The library aims for 100% ANSI/ISO C++ conformance. However, this is strictly impossible due to the inherently non-portable nature of the Type Traits library's type_with_alignment facility. In practice though, no compilers or platforms have been discovered where this reliance on undefined behavior has been an issue.

Additionally, significant effort has been expended to ensure proper functioning despite various compiler bugs and other conformance problems. To date the library testsuite has been compiled and tested successfully on at least the following compilers for basic and advanced functionality:

  Basic variant<T&> make_variant_over make_recursive_variant
Borland C++ 5.5.1 and 5.6.4 X X    
Comeau C++ 4.3.0 X X X X
GNU GCC 3.3.1 X X X X
GNU GCC 2.95.3 X X   X
Intel C++ 7.0 X   X X
Metrowerks CodeWarrior 8.3 X   X X
Microsoft Visual C++ 7.1 X X X X
Microsoft Visual C++ 6 SP5 and 7 X      

Finally, the current state of the testsuite in CVS may be found on the Test Summary page. Please note, however, that this page reports on day-to-day changes to inter-release code found in the Boost CVS and thus likely does not match the state of code found in Boost releases.

Troubleshooting

Due to the heavy use of templates in the implementation of variant, it is not uncommon when compiling to encounter problems related to template instantiaton depth, compiler memory, etc. This section attempts to provide advice to common problems experienced on several popular compilers.

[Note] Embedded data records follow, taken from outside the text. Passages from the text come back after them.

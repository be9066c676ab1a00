//! Integration tests for the cantus parser
//!
//! Exercises the full pipeline from note input to collected parses:
//! line-type candidates, basic-structure inference, rule assignment,
//! leveling, and the collector's filtering and preferences.

use cantus::{
    parse_line, parse_line_as, Csd, Direction, LineContext, LineInput, LineType, Note,
    ParserConfig, Species,
};

/// Build a line of bidirectional notes in a major key from csd values,
/// one note per measure.
fn major_line(values: &[i32]) -> Vec<Note> {
    let semis = [0, 2, 4, 5, 7, 9, 11];
    values
        .iter()
        .enumerate()
        .map(|(i, &v)| {
            let pitch = 12 * v.div_euclid(7) + semis[v.rem_euclid(7) as usize];
            Note::new(
                i,
                Csd::new(v, Direction::Bidirectional),
                pitch,
                i + 1,
                1.0,
                i as f64,
            )
        })
        .collect()
}

fn first_species() -> ParserConfig {
    ParserConfig {
        species: Species::First,
        ..ParserConfig::default()
    }
}

#[test]
fn test_generic_triad_line_parses() {
    // do mi sol mi do: every note consonant with the tonic triad
    let notes = major_line(&[0, 2, 4, 2, 0]);
    let result = parse_line_as(
        notes,
        &LineContext::monotriadic(),
        &first_species(),
        &[LineType::Generic],
    );
    assert!(result.is_parsed(), "errors: {:?}", result.errors);
    assert_eq!(result.parses.len(), 1);
    let parse = &result.parses[0];
    assert_eq!(parse.arc_basic, Some(vec![0, 4]));
    assert!(parse.errors.is_empty());
}

#[test]
fn test_primary_descent_found_by_direct_method() {
    // 5 4 3 2 1: the preliminary scan leaves a passing arc 3 2 1 which
    // method 0 adopts wholesale for the third-degree candidate
    let notes = major_line(&[4, 3, 2, 1, 0]);
    let config = ParserConfig {
        select_preferred_parses: false,
        ..first_species()
    };
    let result = parse_line_as(
        notes,
        &LineContext::monotriadic(),
        &config,
        &[LineType::Primary],
    );
    assert!(result.is_parsed(), "errors: {:?}", result.errors);
    let direct = result
        .parses
        .iter()
        .find(|p| p.method == 0)
        .expect("a method-0 parse");
    assert_eq!(direct.arc_basic, Some(vec![2, 3, 4]));
    assert_eq!(direct.s3_indexes, vec![3]);
}

#[test]
fn test_fifth_line_fusion() {
    // 5 4 3 3 2 1: the descent is split by a repeated third degree and
    // must be fused into one composite basic arc
    let notes = major_line(&[4, 3, 2, 2, 1, 0]);
    let config = ParserConfig {
        select_preferred_parses: false,
        ..first_species()
    };
    let result = parse_line_as(
        notes,
        &LineContext::monotriadic(),
        &config,
        &[LineType::Primary],
    );
    assert!(result.is_parsed(), "errors: {:?}", result.errors);
    assert!(result
        .parses
        .iter()
        .any(|p| p.arc_basic == Some(vec![0, 1, 2, 3, 4, 5])));
}

#[test]
fn test_bass_line_must_end_on_tonic() {
    let notes = major_line(&[0, 4, 1]);
    let result = parse_line_as(
        notes,
        &LineContext::monotriadic(),
        &first_species(),
        &[LineType::Bass],
    );
    assert!(!result.is_parsed());
    assert!(
        result
            .errors
            .iter()
            .any(|e| e.contains("does not end on the tonic degree (S1)")),
        "errors: {:?}",
        result.errors
    );
}

#[test]
fn test_dissonant_skip_excludes_the_line() {
    // fa to ti is an augmented fourth
    let mut notes = major_line(&[0, 3, 6, 0]);
    notes[3].csd = Csd::new(7, Direction::Bidirectional);
    notes[3].pitch = 12;
    let result = parse_line(notes, &LineContext::monotriadic(), &first_species());
    assert!(!result.is_parsed());
    assert!(
        result.errors.iter().any(|e| e.contains("nongenerable leap")),
        "errors: {:?}",
        result.errors
    );
}

#[test]
fn test_unresolved_local_insertion_excludes_the_line() {
    // third species: the fa in measure 1 never resolves by step
    let mut notes = major_line(&[0, 3, 1, 0]);
    for (i, n) in notes.iter_mut().enumerate() {
        n.measure = if i < 3 { 1 } else { 2 };
    }
    let config = ParserConfig {
        species: Species::Third,
        ..ParserConfig::default()
    };
    let result = parse_line(notes, &LineContext::monotriadic(), &config);
    assert!(!result.is_parsed());
    assert!(
        result.errors.iter().any(|e| e.contains("not resolved")),
        "errors: {:?}",
        result.errors
    );
}

#[test]
fn test_harmonic_species_bass_arpeggiation() {
    use cantus::HarmonicSpans;

    let mut notes = major_line(&[0, 4, 0]);
    for (i, n) in notes.iter_mut().enumerate() {
        n.offset = i as f64;
    }
    let mut context = LineContext::monotriadic();
    context.harmonic_spans = Some(HarmonicSpans {
        offset_predominant: None,
        offset_dominant: 1.0,
        offset_closing_tonic: 2.0,
    });
    let config = ParserConfig {
        harmonic_species: true,
        ..first_species()
    };
    let result = parse_line_as(notes, &context, &config, &[LineType::Bass]);
    assert!(result.is_parsed(), "errors: {:?}", result.errors);
    let parse = &result.parses[0];
    assert_eq!(parse.arc_basic, Some(vec![0, 1, 2]));
    assert_eq!(parse.s3_index, Some(1));
}

#[test]
fn test_bass_preference_keeps_the_onbeat_pivot() {
    // two dominant pivots; only the second falls on the beat
    let mut notes = major_line(&[0, 4, 4, 0]);
    notes[1].beat = 2.0;
    let result = parse_line_as(
        notes,
        &LineContext::monotriadic(),
        &first_species(),
        &[LineType::Bass],
    );
    assert!(result.is_parsed(), "errors: {:?}", result.errors);
    assert_eq!(result.parses.len(), 1);
    assert_eq!(result.parses[0].s3_index, Some(2));
}

#[test]
fn test_structural_levels_follow_the_basic_structure() {
    let notes = major_line(&[2, 1, 0]);
    let config = first_species();
    let result = parse_line_as(
        notes,
        &LineContext::monotriadic(),
        &config,
        &[LineType::Primary],
    );
    assert!(result.is_parsed(), "errors: {:?}", result.errors);
    let parse = &result.parses[0];
    assert_eq!(parse.notes[2].rule.level, Some(0));
    assert_eq!(parse.notes[0].rule.level, Some(1));
    assert_eq!(parse.notes[1].rule.level, Some(2));
}

#[test]
fn test_full_pipeline_from_yaml() {
    let source = "\
species: first
notes:
  - { value: 2, pitch: 4, measure: 1, offset: 0.0 }
  - { value: 1, pitch: 2, measure: 2, offset: 1.0 }
  - { value: 0, pitch: 0, measure: 3, offset: 2.0 }
";
    let input = LineInput::from_yaml(source).expect("valid document");
    let (notes, context, config, line_types) = input.into_parts();
    let result = parse_line_as(notes, &context, &config, &line_types);
    assert!(result.is_parsed(), "errors: {:?}", result.errors);
    assert!(result
        .parses
        .iter()
        .any(|p| p.line_type == LineType::Primary));
}

#[test]
fn test_final_arc_set_has_no_conflicts() {
    use cantus::arc::arcs_conflict;

    let notes = major_line(&[4, 3, 2, 1, 0]);
    let result = parse_line_as(
        notes,
        &LineContext::monotriadic(),
        &first_species(),
        &[LineType::Primary],
    );
    assert!(result.is_parsed(), "errors: {:?}", result.errors);
    for parse in &result.parses {
        for (i, a1) in parse.arcs.iter().enumerate() {
            for a2 in parse.arcs.iter().skip(i + 1) {
                assert!(
                    !arcs_conflict(a1, a2),
                    "conflicting arcs {:?} and {:?}",
                    a1.notes,
                    a2.notes
                );
            }
        }
    }
}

(This section is still in progress, with additional advice/feedback welcome. Please post to the Boost-Users list with any useful experiences you may have.)

"Template instantiation depth exceeds maximum"

GNU GCC

The compiler option -ftemplate-depth-NN can increase the maximum allowed instantiation depth. (Try -ftemplate-depth-50.)

"Internal heap limit reached"

Microsoft Visual C++

The compiler option /ZmNNN can increase the memory allocation limit. The NNN is a scaling percentage (i.e., 100 denotes the default limit). (Try /Zm200.)

Acknowledgments

Eric Friedman and Itay Maman designed the initial submission; Eric was the primary implementer.

Eric is also the library maintainer and has expanded upon the initial submission -- adding make_recursive_variant, make_variant_over, support for reference content, etc.

Andrei Alexandrescu's work in [Ale01a] and [Ale02] inspired the library's design.

Jeff Garland was the formal review manager.

Douglas Gregor, Dave Abrahams, Anthony Williams, Fernando Cacciola, Joel de Guzman, Dirk Schreib, Brad King, Giovanni Bajo, Eugene Gladyshev, and others provided helpful feedback and suggestions to refine the semantics, interface, and implementation of the library.